India’s sole listed tower company’s consolidated net profit for the October-December period came in at Rs 648 crore, up from Rs 585 crore a year back. Net finance income for the quarter came in at Rs 601 crore compared with an expense of Rs 510 crore a year ago.
Quarterly consolidated revenue, however, was flat at Rs 3,640 crore, the company said in a statement Wednesday.
The company’s results were announced after market hours. Bharti Infratel's stock closed flat at Rs 277.90 on BSE Wednesday.

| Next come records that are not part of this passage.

//! Unix Socket Listener
//!
//! Owns the bound socket for its whole lifetime and runs the accept loop.
//! Each accepted connection is handed to its own task, so a failure in one
//! connection never reaches the loop or any other connection.

use std::future::Future;
use std::io;
use std::os::unix::fs::{MetadataExt, PermissionsExt};
use std::path::Path;
use std::sync::Arc;

use tokio::net::{UnixListener, UnixStream};
use tokio::sync::mpsc;
use tracing::{debug, error, info, warn, Instrument};

use crate::config::ListenerConfig;
use crate::connection::{handle_connection, ConnectionOutcome};
use crate::error::ListenerError;
use crate::socket_path;

/// Capacity of the outcome channel handed out by [`Listener::outcomes`]
const OUTCOME_CAPACITY: usize = 256;

/// Device and inode of the socket file this listener created
#[derive(Clone, Copy, Debug, PartialEq, Eq)]
struct SocketId {
    dev: u64,
    ino: u64,
}

impl SocketId {
    fn of(metadata: &impl MetadataExt) -> Self {
        Self {
            dev: metadata.dev(),
            ino: metadata.ino(),
        }
    }
}

/// A bound greeter socket
pub struct Listener {
    config: ListenerConfig,
    listener: UnixListener,
    socket_id: Option<SocketId>,
    outcome_tx: Option<mpsc::Sender<ConnectionOutcome>>,
}

impl Listener {
    /// Prepare the socket path and bind
    ///
    /// Any failure here is fatal for the process: there is no retry.
    pub async fn bind(config: ListenerConfig) -> Result<Self, ListenerError> {
        socket_path::prepare(&config.socket_path, config.stale_policy).await?;

        let listener =
            UnixListener::bind(&config.socket_path).map_err(|source| ListenerError::Bind {
                path: config.socket_path.clone(),
                source,
            })?;

        if let Some(mode) = config.socket_mode {
            apply_mode(&config.socket_path, mode).await?;
        }

        let socket_id = tokio::fs::symlink_metadata(&config.socket_path)
            .await
            .ok()
            .map(|m| SocketId::of(&m));

        info!(path = ?config.socket_path, "Unix socket server started");

        Ok(Self {
            config,
            listener,
            socket_id,
            outcome_tx: None,
        })
    }

    /// Path the listener is bound to
    pub fn socket_path(&self) -> &Path {
        &self.config.socket_path
    }

    /// Active configuration
    pub fn config(&self) -> &ListenerConfig {
        &self.config
    }

    /// Report the terminal state of every connection accepted from now on
    ///
    /// Outcomes are dropped, not queued, once the channel is full or the
    /// receiver is gone; connection handling never waits on it.
    pub fn outcomes(&mut self) -> mpsc::Receiver<ConnectionOutcome> {
        let (tx, rx) = mpsc::channel(OUTCOME_CAPACITY);
        self.outcome_tx = Some(tx);
        rx
    }

    /// Accept connections forever
    pub async fn serve(self) -> Result<(), ListenerError> {
        self.run(std::future::pending()).await
    }

    /// Accept connections until `shutdown` completes, then remove the socket
    /// file
    ///
    /// The file is only removed while it is still the one this listener
    /// bound; a socket another instance created at the same path is kept.
    ///
    /// Connections already being handled are left to finish on their own.
    pub async fn run<F>(self, shutdown: F) -> Result<(), ListenerError>
    where
        F: Future<Output = ()>,
    {
        let Self {
            config,
            listener,
            socket_id,
            outcome_tx,
        } = self;
        let reply: Arc<[u8]> = Arc::from(config.reply.as_slice());

        tokio::pin!(shutdown);

        loop {
            tokio::select! {
                () = &mut shutdown => {
                    info!("Shutdown requested, stopping accept loop");
                    break;
                }
                accepted = listener.accept() => {
                    match accepted {
                        Ok((stream, _addr)) => {
                            spawn_handler(
                                stream,
                                Arc::clone(&reply),
                                config.read_buffer_size,
                                outcome_tx.clone(),
                            );
                        }
                        Err(e) => {
                            error!(error = %e, "Accept failed");
                        }
                    }
                }
            }
        }

        drop(listener);
        remove_socket(&config.socket_path, socket_id).await
    }
}

/// Handle one connection on its own task
fn spawn_handler(
    stream: UnixStream,
    reply: Arc<[u8]>,
    buffer_size: usize,
    outcome_tx: Option<mpsc::Sender<ConnectionOutcome>>,
) {
    let (peer_pid, peer_uid) = match stream.peer_cred() {
        Ok(cred) => (cred.pid(), Some(cred.uid())),
        Err(_) => (None, None),
    };

    let span = tracing::info_span!("connection", peer_pid = ?peer_pid);

    tokio::spawn(
        async move {
            info!(peer_uid = ?peer_uid, "Client connected");
            let outcome = handle_connection(stream, &reply, buffer_size).await;
            debug!(outcome = ?outcome, "Connection handler finished");

            if let Some(tx) = outcome_tx {
                let _ = tx.try_send(outcome);
            }
        }
        .instrument(span),
    );
}

async fn apply_mode(path: &Path, mode: u32) -> Result<(), ListenerError> {
    let to_error = |source: io::Error| ListenerError::Permissions {
        path: path.to_path_buf(),
        mode,
        source,
    };

    let mut perms = tokio::fs::metadata(path).await.map_err(to_error)?.permissions();
    perms.set_mode(mode);
    tokio::fs::set_permissions(path, perms)
        .await
        .map_err(to_error)
}

async fn remove_socket(path: &Path, owned: Option<SocketId>) -> Result<(), ListenerError> {
    if let Some(owned) = owned {
        match tokio::fs::symlink_metadata(path).await {
            Ok(metadata) if SocketId::of(&metadata) != owned => {
                warn!(path = ?path, "Socket path was taken over by another listener, leaving it");
                return Ok(());
            }
            Err(e) if e.kind() == io::ErrorKind::NotFound => return Ok(()),
            _ => {}
        }
    }

    match tokio::fs::remove_file(path).await {
        Ok(()) => {
            info!(path = ?path, "Socket file removed");
            Ok(())
        }
        Err(e) if e.kind() == io::ErrorKind::NotFound => Ok(()),
        Err(source) => Err(ListenerError::Cleanup {
            path: path.to_path_buf(),
            source,
        }),
    }
}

“The consolidation and integration phase in Indian telecom industry along with exits of co-locations is largely over,” Akhil Gupta, chairman at Bharti Infratel, said in the statement. “We are now looking at the next phase of network and related infrastructure roll outs by operators—first for 4G and subsequently for rapidly evolving 5G—to cater to ever growing demand for data.”
“These would require large investments, thereby presenting potential for sizeable growth for passive infrastructure companies going forward,” he added.
For the quarter though, the rapid shrinking of the industry—primarily the merger of Vodafone India and Idea Cellular—continued to weigh on the tower company’s operational income.
The company’s consolidated earnings before interest, tax, depreciation & amortisation (Ebitda) fell 6% on-year to Rs 1,513 crore for the quarter ended December 2018, while operating free cash flow rose 13% on-year to Rs 1,093 crore during the period.
Bharti Infratel’s tower base increased by 1,294 on-year and 178 sequentially to 92,301 in the fiscal third quarter. But the tower company alone lost a whopping 39.027 co-locations on-year and 173 on-quarter, reducing its total count to 174,449 as of December-end.
Revenue from operations included exit charges—or charges paid by clients to exit locations ahead of a contracted term—of Rs 55.3, the company said.
Co-locations are points where a tower company deploys mobile telecom antennae of multiple carriers on a single structure.
The exits, accordingly, reflected in a lower average sharing factor, which dropped to 1.89 from 2.04 in the September quarter. The sharing revenue per tower a month, in turn, fell nearly 1.4% on-quarter to Rs 75,775.
Bharti Infratel’s tower base includes units by virtue of its 42% stake in Indus Towers. The two companies though are in the process of merging their operations, a deal which is expected to be completed in the first quarter of the financial year starting April 1, 2019. The new entity, which would create the largest mobile tower operator in the world outside China, is estimated to have 163,000 towers across 22 telecom service areas in India.
Quarterly Ebitda margin expanded to 41.6% from 41.1% in the previous quarter.
Consolidated expenses for the December quarter totalled Rs 2,127.4 crore, up 4% on-year. The largest components were power & fuel at Rs 1,418.4 crore, up 9% on-year, followed by rent at Rs 305 crore, down 4%, while repairs & maintenance fell 11% to Rs 202.1 crore.